講演情報

[1O16]ラオス人民民主共和国における血液事業の開発と国際支援の変遷

*山本 大介1 (1. 北里大学)

キーワード:

ラオス、血液事業

【研究の背景およびリサーチクエスチョン】開発途上国で安全な輸血用血液を安定的に供給する体制を整備することは難しい。後発開発途上国であるラオス人民民主共和国では、諸外国から継続的な支援を受けて血液事業の基盤を整備し、国内全土に事業を発展させた。本研究では、ラオス血液事業の開発と国際支援の変遷を調査及び分析し、他の開発途上国における血液事業の開発に資する知見を得ることを目的とした。【資料・情報および分析方法】世界保健機関(WHO)、国際赤十字・赤新月社連盟(IFRC)、ラオス赤十字社(LRC)、各国赤十字社(JRCやGRCなど)の資料、ラオス血液事業に関わる学術論文、ラオス政府が所管する情報誌(Vientiane Times等)、民間の情報誌(The Laotian Times等)などの資料を広く収集し、関連情報を分析した。

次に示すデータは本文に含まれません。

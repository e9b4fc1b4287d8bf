/// Single-cycle validation for directed edge lists.
///
/// A graph given as `N` edges `from[k] → to[k]` is a *single cycle* when its
/// successor relation is one permutation cycle of length `N`: every vertex has
/// exactly one outgoing edge, exactly one incoming edge, and following
/// successors from any vertex visits all `N` vertices before returning.
///
/// # Pipeline
///
/// [`is_single_cycle`] runs four strictly sequential phases, each of which can
/// short-circuit the rest:
///
/// 1. **Shape** — mismatched lengths or an empty edge list are rejected.
/// 2. **Out-degree** — builds the successor map in input order; a repeated
///    source vertex is rejected on the spot.
/// 3. **In-degree** — counts edge targets; the first count of 2 is rejected.
/// 4. **Walk** — follows successors from `from[0]` until the start vertex is
///    seen again. The walk must close in exactly `N` steps.
///
/// All phases are `O(N)` in time and auxiliary space. Labels are hashed, never
/// used as indices, so zero, negative or out-of-range labels are classified
/// like any other value.
use std::collections::HashMap;
use std::collections::hash_map::Entry;
use std::hash::Hash;


// ---------------------------------------------------------------------------
// Rejection
// ---------------------------------------------------------------------------

/// The phase that rejected an edge list.
///
/// Only surfaced through `tracing` events and crate tests; the public result
/// is a plain `bool`.
#[derive(Debug, Clone, Copy, PartialEq, Eq)]
pub(crate) enum Rejection {
    /// `from` and `to` have different lengths.
    LengthMismatch,
    /// The edge list is empty.
    Empty,
    /// A vertex appears twice as a source.
    DuplicateSource,
    /// A vertex appears twice as a target.
    DuplicateTarget,
    /// The walk reached a vertex with no outgoing edge.
    BrokenChain,
    /// The walk ran past `N` steps without closing.
    StepBoundExceeded,
    /// The walk closed before covering all `N` edges.
    ShortCycle,
}

impl Rejection {
    /// Short label used as the `phase` field of rejection events.
    pub(crate) fn phase(self) -> &'static str {
        match self {
            Self::LengthMismatch => "length-mismatch",
            Self::Empty => "empty",
            Self::DuplicateSource => "out-degree",
            Self::DuplicateTarget => "in-degree",
            Self::BrokenChain => "broken-chain",
            Self::StepBoundExceeded => "step-bound",
            Self::ShortCycle => "short-cycle",
        }
    }
}

// ---------------------------------------------------------------------------
// Public API
// ---------------------------------------------------------------------------

/// Returns `true` if the edges `from[k] → to[k]` form exactly one cycle that
/// passes through every vertex they touch exactly once.
///
/// Never panics. Malformed input (different lengths, an empty list, labels
/// outside `1..=N`) resolves to `false`. A single self-loop `[v] → [v]` is the
/// degenerate cycle of length 1 and is accepted.
///
/// The function keeps no state between calls and only reads its inputs, so it
/// may be called concurrently from any number of threads.
///
/// ```
/// use cyclecheck_core::is_single_cycle;
///
/// assert!(is_single_cycle(&[3, 1, 2], &[2, 3, 1]));
/// assert!(!is_single_cycle(&[1, 2, 3, 4], &[2, 1, 4, 3]));
/// ```
pub fn is_single_cycle<V>(from: &[V], to: &[V]) -> bool
where
    V: Copy + Eq + Hash,
{
    match check(from, to) {
        Ok(()) => {
            tracing::trace!(edges = from.len(), "single cycle");
            true
        }
        Err(rejection) => {
            tracing::debug!(
                from_len = from.len(),
                to_len = to.len(),
                phase = rejection.phase(),
                "not a single cycle"
            );
            false
        }
    }
}

// ---------------------------------------------------------------------------
// Phases
// ---------------------------------------------------------------------------

/// Runs the full pipeline and reports which phase rejected the input.
pub(crate) fn check<V>(from: &[V], to: &[V]) -> Result<(), Rejection>
where
    V: Copy + Eq + Hash,
{
    if from.len() != to.len() {
        return Err(Rejection::LengthMismatch);
    }
    let Some(&start) = from.first() else {
        return Err(Rejection::Empty);
    };

    let successors = successor_map(from, to)?;
    check_in_degree(to)?;
    walk(&successors, start, from.len())
}

/// Builds `vertex → successor`, rejecting any vertex with a second outgoing
/// edge.
fn successor_map<V>(from: &[V], to: &[V]) -> Result<HashMap<V, V>, Rejection>
where
    V: Copy + Eq + Hash,
{
    let mut successors = HashMap::with_capacity(from.len());
    for (&source, &target) in from.iter().zip(to) {
        match successors.entry(source) {
            Entry::Occupied(_) => return Err(Rejection::DuplicateSource),
            Entry::Vacant(slot) => {
                slot.insert(target);
            }
        }
    }
    Ok(successors)
}

/// Counts incoming edges per vertex and stops at the first vertex that
/// reaches two.
fn check_in_degree<V>(to: &[V]) -> Result<(), Rejection>
where
    V: Copy + Eq + Hash,
{
    let mut in_degree: HashMap<V, u8> = HashMap::with_capacity(to.len());
    for &target in to {
        let count = in_degree.entry(target).or_insert(0);
        *count += 1;
        if *count > 1 {
            return Err(Rejection::DuplicateTarget);
        }
    }
    Ok(())
}

/// Follows successors from `start` and accepts only a closed walk of exactly
/// `edge_count` steps.
///
/// Once the degree phases pass, the successor map is injective and the walk
/// either closes or falls off the map within `edge_count` steps. The
/// `steps > edge_count` bound is kept anyway so termination never depends on
/// that argument.
fn walk<V>(successors: &HashMap<V, V>, start: V, edge_count: usize) -> Result<(), Rejection>
where
    V: Copy + Eq + Hash,
{
    let mut current = start;
    let mut steps: usize = 0;

    loop {
        let Some(&next) = successors.get(&current) else {
            return Err(Rejection::BrokenChain);
        };
        current = next;
        steps += 1;

        if steps > edge_count {
            return Err(Rejection::StepBoundExceeded);
        }
        if current == start {
            break;
        }
    }

    if steps == edge_count {
        Ok(())
    } else {
        Err(Rejection::ShortCycle)
    }
}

【得られた知見】ラオスのような小規模な開発途上国で血液事業を開発する際に参考となる知見は以下の通りである。ラオスでは、国が血液事業の制度化を目指して、国家血液政策を策定し、国家輸血委員会を組織化し、実質的な運営をラオス赤十字に担当させた。先進諸国の赤十字等による支援を受けて、首都ビエンチャンに血液事業の中核となる国家輸血センター(NBTC)を設立し、中央から地方への段階的な事業展開が図られた。支援国の機関が相互に補完し合う役割を担いながら、ラオス血液事業の成熟度に応じた国際支援が行われたことが持続的な事業の発展に寄与したと考えられた。